Many designs does this implicitly. At least one, the original iPhone keyboard autocomplete/suggestion algorithm, did it explicitly.

Ken Kocienda's book Creative Selection has a very good chapter on the algorithm being built piece by piece, but finding out words being created by surrounding keys was part of collecting all the candidates.

They even used this in marketing. One of the pre-original-iPhone-launch videos was focused just on the on-screen keyboard (probably because almost everyone thought it was a really kooky idea at the time), and used the example of explicitly pressing "O-U-Z-Z-A" but still getting "pizza" as the autocomplete because it was the closest recommendation.

One of the iOS versions a few years ago became incredibly fond of including the space bar and considering alternatives with slightly off key presses near the space bar split into two or more words. When you're using a language with a lot of compound words like Swedish, this yielded some almost postmodern corrections with one or more words often completely different (but close on the keyboard, of course). I don't know if this was a tweak to the manual algorithm going off the rails or an AI version that wasn't quite tuned well yet.

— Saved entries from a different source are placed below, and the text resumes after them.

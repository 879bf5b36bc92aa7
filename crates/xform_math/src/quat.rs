//! Unit quaternion for 3D rotations
//!
//! Components are stored as `(x, y, z, w)` with `w` the scalar part.
//! Constructors that build rotations leave the result normalized; plain
//! arithmetic ([`Quat::multiply`], [`Quat::conjugate`]) does not, so long
//! composition chains should call [`Quat::normalize`] now and then.

use bytemuck::{Pod, Zeroable};

use crate::{Mat4, TransformError, Vec3};

/// Lengths at or below this are left alone by [`Quat::normalize`] (2^-24)
pub const EPSILON: f32 = 5.960_464_5e-8;

/// Below this `1 - cos(omega)`, slerp falls back to a linear blend
const SLERP_LINEAR_THRESHOLD: f32 = 0.000001;

/// Quaternion `x*i + y*j + z*k + w`
#[repr(C)]
#[derive(Clone, Copy, Debug, PartialEq, Pod, Zeroable)]
pub struct Quat {
    pub x: f32,
    pub y: f32,
    pub z: f32,
    pub w: f32,
}

impl Default for Quat {
    fn default() -> Self {
        Self::IDENTITY
    }
}

impl Quat {
    /// Identity quaternion (no rotation)
    pub const IDENTITY: Self = Self { x: 0.0, y: 0.0, z: 0.0, w: 1.0 };

    /// Create a quaternion from raw components (not normalized)
    #[inline]
    pub const fn new(x: f32, y: f32, z: f32, w: f32) -> Self {
        Self { x, y, z, w }
    }

    /// Explicit duplicate
    #[inline]
    pub fn copy(&self) -> Self {
        *self
    }

    /// Overwrite with the components of another quaternion
    pub fn set(&mut self, other: &Self) -> &mut Self {
        *self = *other;
        self
    }

    /// Reset to identity
    pub fn set_identity(&mut self) -> &mut Self {
        *self = Self::IDENTITY;
        self
    }

    #[inline]
    pub fn dot(&self, other: &Self) -> f32 {
        self.x * other.x + self.y * other.y + self.z * other.z + self.w * other.w
    }

    #[inline]
    pub fn length(&self) -> f32 {
        self.dot(self).sqrt()
    }

    /// Hamilton product in place: `self = self * other`
    pub fn multiply(&mut self, other: &Self) -> &mut Self {
        let Self { x: ax, y: ay, z: az, w: aw } = *self;
        let Self { x: bx, y: by, z: bz, w: bw } = *other;

        self.x = aw * bx + ax * bw + ay * bz - az * by;
        self.y = aw * by + ay * bw + az * bx - ax * bz;
        self.z = aw * bz + az * bw + ax * by - ay * bx;
        self.w = aw * bw - ax * bx - ay * by - az * bz;
        self
    }

    /// Inverse: `conjugate / |q|^2`
    ///
    /// A zero quaternion has no inverse and comes back as all zeros.
    pub fn invert(&mut self) -> &mut Self {
        let len_sq = self.dot(self);
        let inv = if len_sq != 0.0 { 1.0 / len_sq } else { 0.0 };

        self.x *= -inv;
        self.y *= -inv;
        self.z *= -inv;
        self.w *= inv;
        self
    }

    /// Negate the vector part
    pub fn conjugate(&mut self) -> &mut Self {
        self.x = -self.x;
        self.y = -self.y;
        self.z = -self.z;
        self
    }

    /// Scale to unit length; lengths at or below [`EPSILON`] are left as is
    pub fn normalize(&mut self) -> &mut Self {
        let len = self.length();
        if len > EPSILON {
            let inv = 1.0 / len;
            self.x *= inv;
            self.y *= inv;
            self.z *= inv;
            self.w *= inv;
        }
        self
    }

    /// Check that every component is finite
    pub fn check_finite(&self) -> Result<&Self, TransformError> {
        if self.x.is_finite() && self.y.is_finite() && self.z.is_finite() && self.w.is_finite() {
            Ok(self)
        } else {
            Err(TransformError::UnrecoverableNumeric)
        }
    }

    // ==================== Construction ====================

    /// Rotation of `angle` radians about `axis`, normalized afterwards
    ///
    /// Unlike [`Mat4::set_rotation`] the axis length is not validated: a
    /// zero axis yields `(0, 0, 0, cos(angle / 2))` normalized, which is
    /// the identity or its negation.
    pub fn set_axis_angle(&mut self, angle: f32, axis: Vec3) -> &mut Self {
        let (sin_half, cos_half) = (angle * 0.5).sin_cos();
        self.x = axis.x * sin_half;
        self.y = axis.y * sin_half;
        self.z = axis.z * sin_half;
        self.w = cos_half;
        self.normalize()
    }

    pub fn from_axis_angle(angle: f32, axis: Vec3) -> Self {
        let mut q = Self::IDENTITY;
        q.set_axis_angle(angle, axis);
        q
    }

    /// Extract the rotation of a 3x3 block given in row order
    ///
    /// Pivots on the trace when it is non-negative and otherwise on the
    /// largest diagonal entry, so the divisor never gets close to zero.
    pub fn set_from_mat3(&mut self, m: &[f32; 9]) -> &mut Self {
        let [m0, m1, m2, m3, m4, m5, m6, m7, m8] = *m;
        let trace = m0 + m4 + m8;

        if trace >= 0.0 {
            let s = (trace + 1.0).sqrt();
            self.w = 0.5 * s;
            let s = 0.5 / s;
            self.x = (m5 - m7) * s;
            self.y = (m6 - m2) * s;
            self.z = (m1 - m3) * s;
        } else if m0 > m4 && m0 > m8 {
            let s = (1.0 + m0 - m4 - m8).sqrt();
            self.x = s * 0.5;
            let s = 0.5 / s;
            self.y = (m1 + m3) * s;
            self.z = (m6 + m2) * s;
            self.w = (m5 - m7) * s;
        } else if m4 > m8 {
            let s = (1.0 + m4 - m0 - m8).sqrt();
            self.y = s * 0.5;
            let s = 0.5 / s;
            self.x = (m1 + m3) * s;
            self.z = (m5 + m7) * s;
            self.w = (m6 - m2) * s;
        } else {
            let s = (1.0 + m8 - m0 - m4).sqrt();
            self.z = s * 0.5;
            let s = 0.5 / s;
            self.x = (m6 + m2) * s;
            self.y = (m5 + m7) * s;
            self.w = (m1 - m3) * s;
        }
        self
    }

    pub fn from_mat3(m: &[f32; 9]) -> Self {
        let mut q = Self::IDENTITY;
        q.set_from_mat3(m);
        q
    }

    /// Extract the rotation of the upper 3x3 block of `m`
    pub fn set_from_mat4(&mut self, m: &Mat4) -> &mut Self {
        self.set_from_mat3(&m.rotation_block())
    }

    pub fn from_mat4(m: &Mat4) -> Self {
        let mut q = Self::IDENTITY;
        q.set_from_mat4(m);
        q
    }

    /// Rotation whose matrix has rows `x`, `y`, `z`
    pub fn set_axes(&mut self, x: Vec3, y: Vec3, z: Vec3) -> &mut Self {
        self.set_from_mat3(&[x.x, x.y, x.z, y.x, y.y, y.z, z.x, z.y, z.z])
    }

    /// Orientation facing along `direction`
    ///
    /// Builds tangent (the normalized direction), bitangent (`up x tangent`)
    /// and normal (`tangent x bitangent`) and extracts the quaternion from
    /// that basis. `up` defaults to +Y.
    pub fn set_from_direction(&mut self, direction: Vec3, up: Option<Vec3>) -> &mut Self {
        let up = up.unwrap_or(Vec3::Y);
        let tangent = direction.normalized();
        let bitangent = up.cross(tangent).normalized();
        let normal = tangent.cross(bitangent);
        self.set_axes(bitangent, normal, tangent)
    }

    pub fn from_direction(direction: Vec3, up: Option<Vec3>) -> Self {
        let mut q = Self::IDENTITY;
        q.set_from_direction(direction, up);
        q
    }

    /// Orientation facing from `from` towards `to`
    pub fn set_from_to(&mut self, from: Vec3, to: Vec3, up: Vec3) -> &mut Self {
        self.set_from_direction((to - from).normalized(), Some(up))
    }

    pub fn from_to(from: Vec3, to: Vec3, up: Vec3) -> Self {
        let mut q = Self::IDENTITY;
        q.set_from_to(from, to, up);
        q
    }

    /// Rotation from yaw, pitch and roll (radians)
    ///
    /// Roll acts about X, pitch about Y and yaw about Z; the composition is
    /// yaw * pitch * roll.
    pub fn set_euler(&mut self, yaw: f32, pitch: f32, roll: f32) -> &mut Self {
        let (spitch, cpitch) = (pitch * 0.5).sin_cos();
        let (syaw, cyaw) = (yaw * 0.5).sin_cos();
        let (sroll, croll) = (roll * 0.5).sin_cos();
        let cpitch_cyaw = cpitch * cyaw;
        let spitch_syaw = spitch * syaw;

        self.x = sroll * cpitch_cyaw - croll * spitch_syaw;
        self.y = croll * spitch * cyaw + sroll * cpitch * syaw;
        self.z = croll * cpitch * syaw - sroll * spitch * cyaw;
        self.w = croll * cpitch_cyaw + sroll * spitch_syaw;
        self
    }

    pub fn from_euler(yaw: f32, pitch: f32, roll: f32) -> Self {
        let mut q = Self::IDENTITY;
        q.set_euler(yaw, pitch, roll);
        q
    }

    // ==================== Extraction ====================

    /// Rotation angle in radians: `2 * acos(w)`
    #[inline]
    pub fn angle(&self) -> f32 {
        self.w.acos() * 2.0
    }

    /// Rotation axis: the vector part divided by `sqrt(1 - w^2)`
    ///
    /// Returns [`TransformError::DegenerateAngleExtraction`] when
    /// `1 - w^2 <= 0`, i.e. for the identity rotation where no axis exists.
    pub fn axis(&self) -> Result<Vec3, TransformError> {
        let sin_sq = 1.0 - self.w * self.w;
        if sin_sq <= 0.0 {
            log::debug!("axis: no rotation axis for w = {}", self.w);
            return Err(TransformError::DegenerateAngleExtraction { w: self.w });
        }
        let s = 1.0 / sin_sq.sqrt();
        Ok(Vec3::new(self.x * s, self.y * s, self.z * s))
    }

    /// Axis and angle together
    pub fn axis_angle(&self) -> Result<(Vec3, f32), TransformError> {
        Ok((self.axis()?, self.angle()))
    }

    /// Rotation matrix
    #[inline]
    pub fn to_mat4(&self) -> Mat4 {
        Mat4::from_quat(self)
    }

    /// Rotate a vector: `q * v * q^-1`
    pub fn rotate_vec3(&self, v: Vec3) -> Vec3 {
        let Self { x: qx, y: qy, z: qz, w: qw } = *self;

        let ix = qw * v.x + qy * v.z - qz * v.y;
        let iy = qw * v.y + qz * v.x - qx * v.z;
        let iz = qw * v.z + qx * v.y - qy * v.x;
        let iw = -qx * v.x - qy * v.y - qz * v.z;

        Vec3::new(
            ix * qw + iw * -qx + iy * -qz - iz * -qy,
            iy * qw + iw * -qy + iz * -qx - ix * -qz,
            iz * qw + iw * -qz + ix * -qy - iy * -qx,
        )
    }

    // ==================== Interpolation ====================

    /// Spherical interpolation from `self` (t = 0) to `other` (t = 1)
    ///
    /// Takes the shorter arc: when the quaternions point into opposite
    /// hemispheres `other` is negated first.
    pub fn slerp(&mut self, other: &Self, t: f32) -> &mut Self {
        let a = *self;
        let mut cos_omega = a.dot(other);
        let mut b = *other;

        if cos_omega < 0.0 {
            cos_omega = -cos_omega;
            b = Self::new(-b.x, -b.y, -b.z, -b.w);
        }

        let (scale0, scale1) = if 1.0 - cos_omega > SLERP_LINEAR_THRESHOLD {
            let omega = cos_omega.acos();
            let sin_omega = omega.sin();
            (
                ((1.0 - t) * omega).sin() / sin_omega,
                (t * omega).sin() / sin_omega,
            )
        } else {
            (1.0 - t, t)
        };

        self.x = scale0 * a.x + scale1 * b.x;
        self.y = scale0 * a.y + scale1 * b.y;
        self.z = scale0 * a.z + scale1 * b.z;
        self.w = scale0 * a.w + scale1 * b.w;
        self
    }

    /// Interpolated copy
    pub fn slerped(&self, other: &Self, t: f32) -> Self {
        let mut q = *self;
        q.slerp(other, t);
        q
    }
}
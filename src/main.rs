//! xform - print the transforms described by the configuration
//!
//! Loads `config/`, builds the camera rig and prints its matrices, the
//! projected corners of a unit cube and the orientation interpolation.

use std::error::Error;

use xform::camera::CameraRig;
use xform::config::AppConfig;
use xform_math::{Mat4, Vec3};

fn print_matrix(name: &str, m: &Mat4) {
    println!("{}:", name);
    for row in m.as_array().chunks(4) {
        println!("  [{:>9.4} {:>9.4} {:>9.4} {:>9.4}]", row[0], row[1], row[2], row[3]);
    }
}

fn main() -> Result<(), Box<dyn Error>> {
    let loaded = AppConfig::load();

    let log_level = loaded
        .as_ref()
        .map(|config| config.debug.log_level.clone())
        .unwrap_or_else(|_| "info".to_string());
    env_logger::Builder::from_env(env_logger::Env::default().default_filter_or(log_level)).init();
    log::info!("Starting xform");

    let config = loaded.unwrap_or_else(|e| {
        log::warn!("Failed to load config: {}. Using defaults.", e);
        AppConfig::default()
    });

    let rig = CameraRig::from_config(&config)?;
    let mvp = rig.model_view_projection();
    mvp.check_finite()?;

    print_matrix("model", &rig.model);
    print_matrix("view", &rig.view);
    print_matrix("projection", &rig.projection);
    print_matrix("model-view-projection", &mvp);

    println!("eye (from inverse view): {:?}", rig.eye_position()?);

    println!("unit cube corners in NDC:");
    for i in 0..8 {
        let corner = Vec3::new(
            if i & 1 == 0 { -0.5 } else { 0.5 },
            if i & 2 == 0 { -0.5 } else { 0.5 },
            if i & 4 == 0 { -0.5 } else { 0.5 },
        );
        match rig.project(corner) {
            Some(ndc) => println!("  {:?} -> {:?}", corner.to_array(), ndc.to_array()),
            None => log::warn!("Corner {:?} is on the camera plane", corner.to_array()),
        }
    }

    println!("orientation path:");
    for (step, q) in rig.orientation_path(config.animation.steps).iter().enumerate() {
        match q.axis_angle() {
            Ok((axis, angle)) => println!(
                "  {:>2}: {:>8.3} deg about {:?}",
                step,
                angle.to_degrees(),
                axis.to_array()
            ),
            Err(_) => println!("  {:>2}: identity", step),
        }
    }

    Ok(())
}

brian_cloutier 4 years ago | |

spell checkers which account for keyboard layout absolutely exist. [1] is one example, but in general it's hard to believe that any trained model would fail to notice that certain mistakes are more likely than others, and it's hard to believe that any spell checker google releases these days would not be based on a trained model.

[1] https://ai.googleblog.com/2017/05/the-machine-intelligence-b...

m463 4 years ago | |

I think the problem is that there are multiple layers of correction - both the physical and the spelling/semantic.

On ios I just had to turn off autocorrect, because I had reminders I jotted down quickly which missed the physical correction and were irretrievably corrected semantically into garbage.

now I find a note with "spekk" and I can figure out I meant "spell" (need a better example)

z3t4 4 years ago | |

The problem is that if you take an english word and change one letter it will likely become another valid word.

tyingq 4 years ago | |

I would guess that the iPhone autocorrect does this implicitly since it's ML trained.

killingtime74 4 years ago |

Those interested in toy implementations in this area might also enjoy this blog https://blog.burntsushi.net/transducers/ on FSMs.

Also the NLP Book on the data side https://web.stanford.edu/~jurafsky/slp3/

pandatigox 4 years ago |

I've had a thought and am curious how people would solve it. Sometimes, if you copy words off a PDF lecture slide, all the words are mashed together (eg. Hello Foo bar → HelloFoobar). Is this an AI domain or can it solved by simple programming?

eigenhombre 4 years ago |

One of the more interesting parts of the post, for me, is the list of implementations in other languages, including: one for Clojure written by that language's author, Rich Hickey; an interesting one in R that clocks in at 2 lines (with a longer, more readable version further down in the linked post); and one written in functional Java. The first one in Awk is also interesting.

graycat 4 years ago |

My favorite, long standard spell checker is Aspell long part of a TeX distribution.

the-smug-one 4 years ago |

Could use a Hidden Markov Model, how to implement: https://www.cs.sjsu.edu/~stamp/RUA/HMM.pdf

Here's an impl of some kind: https://github.com/crisbal/hmm-spellcheck

da39a3ee 4 years ago |

From a pedagogical point of view presenting that as a Bayesian model and then using the error model he does, is a bit questionable. But as always his python style is inspiring.

blondin 4 years ago |

just wait for old hn to show up and tell new hn that the famous Norvig's spelling corrector is not efficient and is not teaching people how to do it right.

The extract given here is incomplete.